▶ [How to complete this task]: Output the data that follows, keeping every line identical.

Stored items

_ _ _ _

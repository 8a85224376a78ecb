//! # Social Module
//!
//! Posting clients, one per platform. Each client authenticates, uploads the
//! staged covers, then publishes the text together with the uploaded media as
//! a single status.
//!
//! ## Platforms
//!
//! - [`mastodon`] - bearer token auth; covers are passed as remote URLs and
//!   fetched by the client right before uploading
//! - [`twitter`] - OAuth 1.0a user context ([`oauth`]); covers are uploaded
//!   from local files
//!
//! ## Error Handling
//!
//! Server side failures (5xx, 429, connection problems) are retried with the
//! message retry policy; the last error surfaces once attempts run out.
//! Rejected credentials and bad requests come back as [`Error::Auth`] right
//! away, without retrying.
//!
//! A cover that cannot be read or downloaded is left out of the status with a
//! warning; whatever the image host answers never counts as a platform error.
//!
//! In debug mode no request is made at all and every post reports
//! [`PostStatus::DryRun`].

pub mod mastodon;
pub mod oauth;
pub mod twitter;

use reqwest::Client;

pub use mastodon::MastodonClient;
pub use twitter::TwitterClient;

use crate::{
    download,
    error::Error,
    retry::RetryPolicy,
    types::{MediaKind, PostStatus, StagedMedia},
    warning,
};

/// Images attached to a single status, at most.
pub const MAX_MEDIA: usize = 4;

/// A platform that accepts a status with images.
///
/// Implementors authenticate, upload up to [`MAX_MEDIA`] images and publish
/// the text with the uploaded media attached, in that order.
#[allow(async_fn_in_trait)]
pub trait Poster {
    /// Platform name, e.g. "Mastodon".
    fn name(&self) -> &'static str;

    /// What a status is called on the platform, e.g. "toot".
    fn post_noun(&self) -> &'static str;

    /// Whether covers have to be staged as local files or can stay URLs.
    fn media_kind(&self) -> MediaKind;

    /// Publishes `text` with `media` attached.
    ///
    /// # Arguments
    ///
    /// * `text` - The status text, already within the platform limit
    /// * `media` - Covers staged as [`Poster::media_kind`] asks for. Only the
    ///   first [`MAX_MEDIA`] readable ones are attached; a cover that cannot
    ///   be read or downloaded is skipped with a warning
    ///
    /// # Returns
    ///
    /// [`PostStatus::Published`] with the platform id of the new status, or
    /// [`PostStatus::DryRun`] in debug mode, where no request is made.
    ///
    /// # Errors
    ///
    /// - [`Error::Auth`] when the platform refuses the credentials or the
    ///   request, without retrying
    /// - [`Error::Server`] or [`Error::Http`] once the message retry policy is
    ///   exhausted
    ///
    /// # Example
    ///
    /// ```
    /// let status = mastodon.post("#TopAlbums in May", staged.items()).await?;
    /// ```
    async fn post(&self, text: &str, media: &[StagedMedia]) -> Result<PostStatus, Error>;
}

/// Bytes of a staged cover, wherever it lives.
pub(crate) async fn media_bytes(
    client: &Client,
    media: &StagedMedia,
    retry: &RetryPolicy,
) -> Result<Vec<u8>, Error> {
    match media {
        StagedMedia::Local(path) => Ok(async_fs::read(path).await?),
        StagedMedia::Remote(url) => download::fetch_bytes(client, url, retry).await,
    }
}

/// Like [`media_bytes`], but a failure is only a warning.
///
/// Errors from the image host must not be mistaken for errors of the
/// platform, so they never leave this function.
pub(crate) async fn cover_bytes(
    client: &Client,
    media: &StagedMedia,
    retry: &RetryPolicy,
) -> Option<Vec<u8>> {
    match media_bytes(client, media, retry).await {
        Ok(bytes) => Some(bytes),
        Err(e) => {
            warning!("Skipping cover {}: {}", media, e);
            None
        }
    }
}

pub(crate) fn image_part(bytes: Vec<u8>) -> Result<reqwest::multipart::Part, Error> {
    Ok(reqwest::multipart::Part::bytes(bytes)
        .file_name("cover.jpg")
        .mime_str("image/jpeg")?)
}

_ _ _ _

▶ [Response to the exercise]:
repository 8a85224376a78ecb
//! # Social Module
//!
//! Posting clients, one per platform. Each client authenticates, uploads the
//! staged covers, then publishes the text together with the uploaded media as
//! a single status.
//!
//! ## Platforms
//!
//! - [`mastodon`] - bearer token auth; covers are passed as remote URLs and
//!   fetched by the client right before uploading
//! - [`twitter`] - OAuth 1.0a user context ([`oauth`]); covers are uploaded
//!   from local files
//!
//! ## Error Handling
//!
//! Server side failures (5xx, 429, connection problems) are retried with the
//! message retry policy; the last error surfaces once attempts run out.
//! Rejected credentials and bad requests come back as [`Error::Auth`] right
//! away, without retrying.
//!
//! A cover that cannot be read or downloaded is left out of the status with a
//! warning; whatever the image host answers never counts as a platform error.
//!
//! In debug mode no request is made at all and every post reports
//! [`PostStatus::DryRun`].

pub mod mastodon;
pub mod oauth;
pub mod twitter;

use reqwest::Client;

pub use mastodon::MastodonClient;
pub use twitter::TwitterClient;

use crate::{
    download,
    error::Error,
    retry::RetryPolicy,
    types::{MediaKind, PostStatus, StagedMedia},
    warning,
};

/// Images attached to a single status, at most.
pub const MAX_MEDIA: usize = 4;

/// A platform that accepts a status with images.
///
/// Implementors authenticate, upload up to [`MAX_MEDIA`] images and publish
/// the text with the uploaded media attached, in that order.
#[allow(async_fn_in_trait)]
pub trait Poster {
    /// Platform name, e.g. "Mastodon".
    fn name(&self) -> &'static str;

    /// What a status is called on the platform, e.g. "toot".
    fn post_noun(&self) -> &'static str;

    /// Whether covers have to be staged as local files or can stay URLs.
    fn media_kind(&self) -> MediaKind;

    /// Publishes `text` with `media` attached.
    ///
    /// # Arguments
    ///
    /// * `text` - The status text, already within the platform limit
    /// * `media` - Covers staged as [`Poster::media_kind`] asks for. Only the
    ///   first [`MAX_MEDIA`] readable ones are attached; a cover that cannot
    ///   be read or downloaded is skipped with a warning
    ///
    /// # Returns
    ///
    /// [`PostStatus::Published`] with the platform id of the new status, or
    /// [`PostStatus::DryRun`] in debug mode, where no request is made.
    ///
    /// # Errors
    ///
    /// - [`Error::Auth`] when the platform refuses the credentials or the
    ///   request, without retrying
    /// - [`Error::Server`] or [`Error::Http`] once the message retry policy is
    ///   exhausted
    ///
    /// # Example
    ///
    /// ```
    /// let status = mastodon.post("#TopAlbums in May", staged.items()).await?;
    /// ```
    async fn post(&self, text: &str, media: &[StagedMedia]) -> Result<PostStatus, Error>;
}

/// Bytes of a staged cover, wherever it lives.
pub(crate) async fn media_bytes(
    client: &Client,
    media: &StagedMedia,
    retry: &RetryPolicy,
) -> Result<Vec<u8>, Error> {
    match media {
        StagedMedia::Local(path) => Ok(async_fs::read(path).await?),
        StagedMedia::Remote(url) => download::fetch_bytes(client, url, retry).await,
    }
}

/// Like [`media_bytes`], but a failure is only a warning.
///
/// Errors from the image host must not be mistaken for errors of the
/// platform, so they never leave this function.
pub(crate) async fn cover_bytes(
    client: &Client,
    media: &StagedMedia,
    retry: &RetryPolicy,
) -> Option<Vec<u8>> {
    match media_bytes(client, media, retry).await {
        Ok(bytes) => Some(bytes),
        Err(e) => {
            warning!("Skipping cover {}: {}", media, e);
            None
        }
    }
}

pub(crate) fn image_part(bytes: Vec<u8>) -> Result<reqwest::multipart::Part, Error> {
    Ok(reqwest::multipart::Part::bytes(bytes)
        .file_name("cover.jpg")
        .mime_str("image/jpeg")?)
}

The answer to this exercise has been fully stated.